Au Moyen-Âge, déjà les Croisades avaient permis de découvrir l'Orient, mais c'est après que Bonaparte soit allé combattre en Egypte en 1798, que ce courant orientaliste prit son essor.
Plus tard, la Grèce se libéra du joug turc. Le développement de la navigation maritime, des chemins de fer, l'ouverture du canal de Suez , la guerre de Crimée, permirent des voyages en Orient qui influencèrent les écrivains comme Flaubert et Hugo, mais aussi de nombreux peintres, séduits par les harems, les combats, les paysages.
(BaronAntoine-Jean Gros : Bonaparte à la bataille des pyramides)

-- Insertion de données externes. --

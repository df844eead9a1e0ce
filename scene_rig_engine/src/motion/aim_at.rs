/// Aim-at: keep pivots facing the current world position of another node.

use crate::error::Result;
use crate::scene::NodeKey;
use super::controller::{MotionContext, MotionController};
use super::motion_state::{MotionKind, MotionTarget};

pub struct AimAtController {
    name: String,
    /// (pivot to rotate, node to face)
    pairs: Vec<(NodeKey, NodeKey)>,
}

impl AimAtController {
    pub fn new(name: &str) -> Self {
        Self {
            name: name.to_string(),
            pairs: Vec::new(),
        }
    }

    /// Add a pivot that tracks `target`. Pairs are aimed in insertion order.
    pub fn with_pair(mut self, pivot: NodeKey, target: NodeKey) -> Self {
        self.pairs.push((pivot, target));
        self
    }
}

impl MotionController for AimAtController {
    fn name(&self) -> &str {
        &self.name
    }

    fn kind(&self) -> MotionKind {
        MotionKind::AimAt
    }

    fn targets(&self) -> Vec<MotionTarget> {
        self.pairs.iter().map(|&(pivot, _)| MotionTarget::Node(pivot)).collect()
    }

    fn update(&mut self, ctx: &mut MotionContext) -> Result<()> {
        for &(pivot, target) in &self.pairs {
            ctx.params(MotionTarget::Node(pivot), MotionKind::AimAt)?;
            let position = ctx.scene.world_position(target)?;
            ctx.scene.look_at(pivot, position)?;
        }
        Ok(())
    }
}

#[cfg(test)]
#[path = "aim_at_tests.rs"]
mod tests;
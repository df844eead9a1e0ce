/// Scene Rig Engine - process-wide services
///
/// Holds the global logger and severity filter used by the `engine_*!` macros.
/// Scenes, rigs and schedulers are NOT stored here: they are owned by the caller
/// and driven tick by tick.

use std::sync::{OnceLock, RwLock};
use std::sync::atomic::{AtomicU8, Ordering};
use std::time::SystemTime;
use crate::log::{Logger, LogEntry, LogSeverity, DefaultLogger};

// ===== INTERNAL STATE =====

/// Global logger (initialized with DefaultLogger)
static LOGGER: OnceLock<RwLock<Box<dyn Logger>>> = OnceLock::new();

/// Minimum severity forwarded to the logger (stored as the enum discriminant)
static MIN_SEVERITY: AtomicU8 = AtomicU8::new(LogSeverity::Info as u8);

fn severity_from_u8(value: u8) -> LogSeverity {
    match value {
        0 => LogSeverity::Trace,
        1 => LogSeverity::Debug,
        2 => LogSeverity::Info,
        3 => LogSeverity::Warn,
        _ => LogSeverity::Error,
    }
}

fn logger_lock() -> &'static RwLock<Box<dyn Logger>> {
    LOGGER.get_or_init(|| RwLock::new(Box::new(DefaultLogger)))
}

// ===== PUBLIC API =====

/// Engine-wide logging services
///
/// # Example
///
/// ```no_run
/// use scene_rig_engine::scene_rig::{Engine, log::{Logger, LogEntry, LogSeverity}};
///
/// struct Quiet;
/// impl Logger for Quiet {
///     fn log(&self, _entry: &LogEntry) {}
/// }
///
/// Engine::set_logger(Quiet);
/// Engine::set_min_severity(LogSeverity::Warn);
/// ```
pub struct Engine;

impl Engine {
    /// Replace the active logger
    pub fn set_logger<L: Logger + 'static>(logger: L) {
        if let Ok(mut lock) = logger_lock().write() {
            *lock = Box::new(logger);
        }
    }

    /// Reset logger to default (DefaultLogger)
    pub fn reset_logger() {
        if let Ok(mut lock) = logger_lock().write() {
            *lock = Box::new(DefaultLogger);
        }
    }

    /// Drop every entry below `severity`
    pub fn set_min_severity(severity: LogSeverity) {
        MIN_SEVERITY.store(severity as u8, Ordering::Relaxed);
    }

    /// Current severity filter
    pub fn min_severity() -> LogSeverity {
        severity_from_u8(MIN_SEVERITY.load(Ordering::Relaxed))
    }

    /// Internal logging method (for simple logs without file:line)
    ///
    /// Used by macros like engine_info!, engine_warn!, etc.
    pub fn log(severity: LogSeverity, source: &str, message: String) {
        Self::dispatch(severity, source, message, None, None);
    }

    /// Internal logging method with file:line information (for ERROR logs)
    ///
    /// Used by engine_error! macro to include source location.
    pub fn log_detailed(
        severity: LogSeverity,
        source: &str,
        message: String,
        file: &'static str,
        line: u32,
    ) {
        Self::dispatch(severity, source, message, Some(file), Some(line));
    }

    fn dispatch(
        severity: LogSeverity,
        source: &str,
        message: String,
        file: Option<&'static str>,
        line: Option<u32>,
    ) {
        if severity < Self::min_severity() {
            return;
        }
        if let Ok(lock) = logger_lock().read() {
            lock.log(&LogEntry {
                severity,
                timestamp: SystemTime::now(),
                source: source.to_string(),
                message,
                file,
                line,
            });
        }
    }
}

#[cfg(test)]
#[path = "engine_tests.rs"]
mod tests;
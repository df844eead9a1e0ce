//! Presets module: ready-made stages for the bundled demo scenes.
//!
//! Each preset builds a complete `Stage` (scene, camera rigs, motion
//! controllers) from an `EngineConfig`. Lights are plain tagged nodes: the
//! host renderer decides how to shade them.

mod cube;
mod orrery;
mod space;
mod tank;

pub use cube::cube;
pub use orrery::orrery;
pub use space::space;
pub use tank::{tank, tank_path_points};

use crate::config::EngineConfig;
use crate::error::Result;
use crate::frame::Stage;
use crate::scene::{Facing, NodeKey, Renderable, Scene, Transform};

/// Bundled demo scenes
#[derive(Debug, Clone, Copy, PartialEq, Eq)]
pub enum Preset {
    Cube,
    Orrery,
    Space,
    Tank,
}

impl Preset {
    pub const ALL: [Preset; 4] = [Preset::Cube, Preset::Orrery, Preset::Space, Preset::Tank];

    /// Parse a preset name (case-insensitive)
    pub fn from_name(name: &str) -> Option<Self> {
        match name.to_ascii_lowercase().as_str() {
            "cube" => Some(Preset::Cube),
            "orrery" | "graph" => Some(Preset::Orrery),
            "space" => Some(Preset::Space),
            "tank" => Some(Preset::Tank),
            _ => None,
        }
    }

    pub fn name(&self) -> &'static str {
        match self {
            Preset::Cube => "cube",
            Preset::Orrery => "orrery",
            Preset::Space => "space",
            Preset::Tank => "tank",
        }
    }

    /// Build the stage for this preset
    pub fn build(&self, config: &EngineConfig) -> Result<Stage> {
        match self {
            Preset::Cube => cube(config),
            Preset::Orrery => orrery(config),
            Preset::Space => space(config),
            Preset::Tank => tank(config),
        }
    }
}

/// Camera node under `parent`: cameras look down their local -Z
pub(crate) fn add_camera_node(
    scene: &mut Scene,
    parent: NodeKey,
    name: &str,
    transform: Transform,
) -> Result<NodeKey> {
    let key = scene.add_node_with(parent, name, transform)?;
    if let Some(node) = scene.node_mut(key) {
        node.facing = Facing::NegativeZ;
    }
    Ok(key)
}

/// Light marker node, `kind` is "directional" or "point"
pub(crate) fn add_light(
    scene: &mut Scene,
    parent: NodeKey,
    name: &str,
    kind: &str,
    transform: Transform,
) -> Result<NodeKey> {
    scene.add_mesh(parent, name, transform, Renderable::new(&format!("light:{}", kind), None))
}

#[cfg(test)]
#[path = "presets_tests.rs"]
mod tests;
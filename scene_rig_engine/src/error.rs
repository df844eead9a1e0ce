//! Error types for the Scene Rig engine
//!
//! Setup-time failures (bad curves, duplicate rig names, cycles, missing motion
//! state) and frame-time controller faults share one error type.

use std::fmt;

/// Result type for engine operations
pub type Result<T> = std::result::Result<T, Error>;

/// Engine errors
#[derive(Debug, Clone, PartialEq)]
pub enum Error {
    /// Spline path built from degenerate control points
    InvalidCurve(String),

    /// Attaching a node under itself or under one of its descendants
    Cycle(String),

    /// Node or material key that does not belong to the scene
    InvalidNode(String),

    /// Camera rig name already registered
    DuplicateName(String),

    /// Controller targets an entity that has no motion state of its kind
    MissingState(String),

    /// A motion controller failed during a frame update
    ControllerFault(String),

    /// Configuration value out of range
    InvalidConfig(String),

    /// External collaborator failure (renderer, surface)
    BackendError(String),
}

impl fmt::Display for Error {
    fn fmt(&self, f: &mut fmt::Formatter<'_>) -> fmt::Result {
        match self {
            Error::InvalidCurve(msg) => write!(f, "Invalid curve: {}", msg),
            Error::Cycle(msg) => write!(f, "Cycle in node hierarchy: {}", msg),
            Error::InvalidNode(msg) => write!(f, "Invalid node: {}", msg),
            Error::DuplicateName(msg) => write!(f, "Duplicate name: {}", msg),
            Error::MissingState(msg) => write!(f, "Missing motion state: {}", msg),
            Error::ControllerFault(msg) => write!(f, "Controller fault: {}", msg),
            Error::InvalidConfig(msg) => write!(f, "Invalid config: {}", msg),
            Error::BackendError(msg) => write!(f, "Backend error: {}", msg),
        }
    }
}

impl std::error::Error for Error {}

impl Error {
    /// Whether this error can only be produced while building a scene
    pub fn is_setup_error(&self) -> bool {
        matches!(
            self,
            Error::InvalidCurve(_)
                | Error::Cycle(_)
                | Error::DuplicateName(_)
                | Error::MissingState(_)
                | Error::InvalidConfig(_)
        )
    }
}

#[cfg(test)]
#[path = "error_tests.rs"]
mod tests;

Vivant Denon rapporta des documents, dessina, peignit et publia un ouvrage "Voyage dans la basse et la haute Egypte". Voici deux de ses dessins :
L'Egypte devint alors une destination prisée. L'anglais John Frederick Lewis se vêtit comme les Egyptiens pour pouvoir les peindre, sans se faire remarquer, avec un profond sens du détail, dans une atmosphère intimiste.
"Intérieur au Caire", couleurs et jeux de lumière sont éblouissants :
le "Scribe arabe du Caire" :
Prosper Marilhat pendant une mission scientifique en 1831, dessina des monuments, la végétation. Son travail fut un peu celui d'un photographe (la photographie n'existait pas encore) pour donner aux européens, à son retour, une idée des pays visités. Ses peintures montrent un beau travail sur la lumière. :
"Ruines de la mosquée du Calife Hakem au Caire" :
"Mosquée en basse Egypte" :
Eugène Delacroix avait une vision romantique de l'Orient, Sa peinture de "la mort de Sardanapale" fut réalisée avant son séjour au Maghreb :
En 1830, il se rendit au Maroc et fut fasciné par les paysages et les habitants. Il rencontra le Sultan Abd-Al-Rahmen et le peignit magnifiquement dans cette toile admirée par les critiques de l'époque.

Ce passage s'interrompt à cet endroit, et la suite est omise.